Saved data entries
******************************

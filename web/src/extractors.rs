//! Custom Axum extractors.
//!
//! Authentication itself is an external collaborator: an upstream gateway
//! authenticates the caller and forwards the principal's identity in the
//! `X-User-Id` header. The [`CurrentUser`] extractor turns that into a
//! typed [`UserId`], rejecting with 401 when the header is absent or
//! malformed.

use crate::error::AppError;
use axum::{async_trait, extract::FromRequestParts, http::request::Parts};
use tasklist_core::UserId;
use uuid::Uuid;

/// Header carrying the pre-authenticated principal.
pub const USER_ID_HEADER: &str = "X-User-Id";

/// The authenticated principal of the current request.
///
/// # Example
///
/// ```ignore
/// async fn handler(CurrentUser(user): CurrentUser) -> Result<Json<Response>, AppError> {
///     let todos = repo.list_todos(user, &filter).await?;
///     Ok(Json(todos))
/// }
/// ```
#[derive(Debug, Clone, Copy)]
pub struct CurrentUser(pub UserId);

#[async_trait]
impl<S> FromRequestParts<S> for CurrentUser
where
    S: Send + Sync,
{
    type Rejection = AppError;

    async fn from_request_parts(parts: &mut Parts, _state: &S) -> Result<Self, Self::Rejection> {
        parts
            .headers
            .get(USER_ID_HEADER)
            .and_then(|value| value.to_str().ok())
            .and_then(|value| Uuid::parse_str(value).ok())
            .map(|id| Self(UserId(id)))
            .ok_or_else(|| AppError::unauthorized("Unauthenticated."))
    }
}
fn validate_date(errors: &mut ValidationErrors, raw: Patch<Value>) -> Patch<NaiveDate> {
    match raw {
        Patch::Missing => Patch::Missing,
        Patch::Null => Patch::Null,
        Patch::Value(value) => {
            match value
                .as_str()
                .map(|raw| NaiveDate::parse_from_str(raw, DATE_FORMAT))
            {
                Some(Ok(date)) => Patch::Value(date),
                _ => {
                    errors.add("due_date", "The due date is not a valid date.");
                    Patch::Missing
                }
            }
        }
    }
}

#[cfg(test)]
#[allow(clippy::unwrap_used, clippy::expect_used)] // Test code can use unwrap/expect
mod tests {
    use super::*;
    use chrono::{Duration, Utc};
    use serde_json::json;

    fn today() -> NaiveDate {
        Utc::now().date_naive()
    }

    #[test]
    fn create_requires_title() {
        let err = validate_todo_create(TodoCreateRequest::default(), today()).unwrap_err();
        assert!(err.get("title").is_some());
    }

    #[test]
    fn create_rejects_blank_title() {
        let request = TodoCreateRequest {
            title: Patch::Value(json!("   ")),
            ..Default::default()
        };
        let err = validate_todo_create(request, today()).unwrap_err();
        assert!(err.get("title").is_some());
    }

    #[test]
    fn create_rejects_non_string_title() {
        let request = TodoCreateRequest {
            title: Patch::Value(json!(123)),
            ..Default::default()
        };
        let err = validate_todo_create(request, today()).unwrap_err();
        assert_eq!(
            err.get("title"),
            Some(&["The title must be a string.".to_string()][..])
        );
    }

    #[test]
    fn create_caps_title_length() {
        let request = TodoCreateRequest {
            title: Patch::Value(json!("x".repeat(256))),
            ..Default::default()
        };
        let err = validate_todo_create(request, today()).unwrap_err();
        assert!(err.get("title").is_some());

        let request = TodoCreateRequest {
            title: Patch::Value(json!("x".repeat(255))),
            ..Default::default()
        };
        assert!(validate_todo_create(request, today()).is_ok());
    }

    #[test]
    fn create_defaults_completed_to_false() {
        let request = TodoCreateRequest {
            title: Patch::Value(json!("Buy milk")),
            ..Default::default()
        };
        let draft = validate_todo_create(request, today()).unwrap();
        assert!(!draft.completed);
        assert_eq!(draft.description, None);
        assert_eq!(draft.priority, None);
        assert_eq!(draft.due_date, None);
    }

    #[test]
    fn create_rejects_non_boolean_completed() {
        let request = TodoCreateRequest {
            title: Patch::Value(json!("x")),
            completed: Patch::Value(json!("yes")),
            ..Default::default()
        };
        let err = validate_todo_create(request, today()).unwrap_err();
        assert_eq!(
            err.get("completed"),
            Some(&["The completed field must be true or false.".to_string()][..])
        );
    }

    #[test]
    fn create_rejects_past_due_date() {
        let yesterday = today() - Duration::days(1);
        let request = TodoCreateRequest {
            title: Patch::Value(json!("x")),
            due_date: Patch::Value(json!(yesterday.format("%Y-%m-%d").to_string())),
            ..Default::default()
        };
        let err = validate_todo_create(request, today()).unwrap_err();
        assert_eq!(
            err.get("due_date"),
            Some(&["The due date must be today or a future date.".to_string()][..])
        );
    }

    #[test]
    fn create_accepts_today_as_due_date() {
        let request = TodoCreateRequest {
            title: Patch::Value(json!("x")),
            due_date: Patch::Value(json!(today().format("%Y-%m-%d").to_string())),
            ..Default::default()
        };
        let draft = validate_todo_create(request, today()).unwrap();
        assert_eq!(draft.due_date, Some(today()));
    }

    #[test]
    fn create_rejects_unknown_priority() {
        for bad in [json!("urgent"), json!(2)] {
            let request = TodoCreateRequest {
                title: Patch::Value(json!("x")),
                priority: Patch::Value(bad),
                ..Default::default()
            };
            let err = validate_todo_create(request, today()).unwrap_err();
            assert!(err.get("priority").is_some());
        }
    }

    #[test]
    fn create_decodes_priority() {
        let request = TodoCreateRequest {
            title: Patch::Value(json!("Pay bill")),
            priority: Patch::Value(json!("high")),
            ..Default::default()
        };
        let draft = validate_todo_create(request, today()).unwrap();
        assert_eq!(draft.priority, Some(Priority::High));
    }

    #[test]
    fn update_accepts_past_due_date() {
        let yesterday = today() - Duration::days(1);
        let request = TodoUpdateRequest {
            due_date: Patch::Value(json!(yesterday.format("%Y-%m-%d").to_string())),
            ..Default::default()
        };
        let patch = validate_todo_update(request).unwrap();
        assert_eq!(patch.due_date, Patch::Value(yesterday));
    }

    #[test]
    fn update_rejects_null_title() {
        let request = TodoUpdateRequest {
            title: Patch::Null,
            ..Default::default()
        };
        let err = validate_todo_update(request).unwrap_err();
        assert!(err.get("title").is_some());
    }

    #[test]
    fn update_rejects_null_completed() {
        let request = TodoUpdateRequest {
            completed: Patch::Null,
            ..Default::default()
        };
        let err = validate_todo_update(request).unwrap_err();
        assert!(err.get("completed").is_some());
    }

    #[test]
    fn update_rejects_non_boolean_completed() {
        let request = TodoUpdateRequest {
            completed: Patch::Value(json!("yes")),
            ..Default::default()
        };
        let err = validate_todo_update(request).unwrap_err();
        assert_eq!(
            err.get("completed"),
            Some(&["The completed field must be true or false.".to_string()][..])
        );
    }

    #[test]
    fn update_rejects_non_string_description() {
        let request = TodoUpdateRequest {
            description: Patch::Value(json!(["not", "a", "string"])),
            ..Default::default()
        };
        let err = validate_todo_update(request).unwrap_err();
        assert!(err.get("description").is_some());
    }

    #[test]
    fn update_keeps_omitted_fields_missing() {
        let patch = validate_todo_update(TodoUpdateRequest::default()).unwrap();
        assert_eq!(patch, TodoPatch::default());
    }

    #[test]
    fn update_null_priority_clears() {
        let request = TodoUpdateRequest {
            priority: Patch::Null,
            ..Default::default()
        };
        let patch = validate_todo_update(request).unwrap();
        assert_eq!(patch.priority, Patch::Null);
    }

    #[test]
    fn category_create_defaults_color() {
        let request = CategoryCreateRequest {
            name: Patch::Value(json!("Work")),
            color: Patch::Missing,
        };
        let draft = validate_category_create(request).unwrap();
        assert_eq!(draft.color, DEFAULT_CATEGORY_COLOR);
    }

    #[test]
    fn category_create_rejects_bad_color() {
        for bad in [
            json!("3B82F6"),
            json!("#3B82F"),
            json!("#3B82FG"),
            json!("#3B82F6A"),
            json!(3_947_510),
        ] {
            let request = CategoryCreateRequest {
                name: Patch::Value(json!("Work")),
                color: Patch::Value(bad.clone()),
            };
            let err = validate_category_create(request).unwrap_err();
            assert!(err.get("color").is_some(), "{bad} should be rejected");
        }
    }

    #[test]
    fn category_create_caps_name() {
        let request = CategoryCreateRequest {
            name: Patch::Value(json!("x".repeat(51))),
            color: Patch::Missing,
        };
        let err = validate_category_create(request).unwrap_err();
        assert!(err.get("name").is_some());
    }

    #[test]
    fn category_update_rejects_null_color() {
        let request = CategoryUpdateRequest {
            color: Patch::Null,
            ..Default::default()
        };
        let err = validate_category_update(request).unwrap_err();
        assert!(err.get("color").is_some());
    }

    #[test]
    fn errors_serialize_field_keyed() {
        let mut errors = ValidationErrors::new();
        errors.add("title", "The title field is required.");
        let json = serde_json::to_value(&errors).unwrap();
        assert_eq!(json["title"][0], "The title field is required.");
    }
}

******************************

> [INSTRUCTIONS TO FOLLOW]
Tally the lines of the data that contain the string "extractors" and report the total alone.

> [THE COMPLETED TASK]
2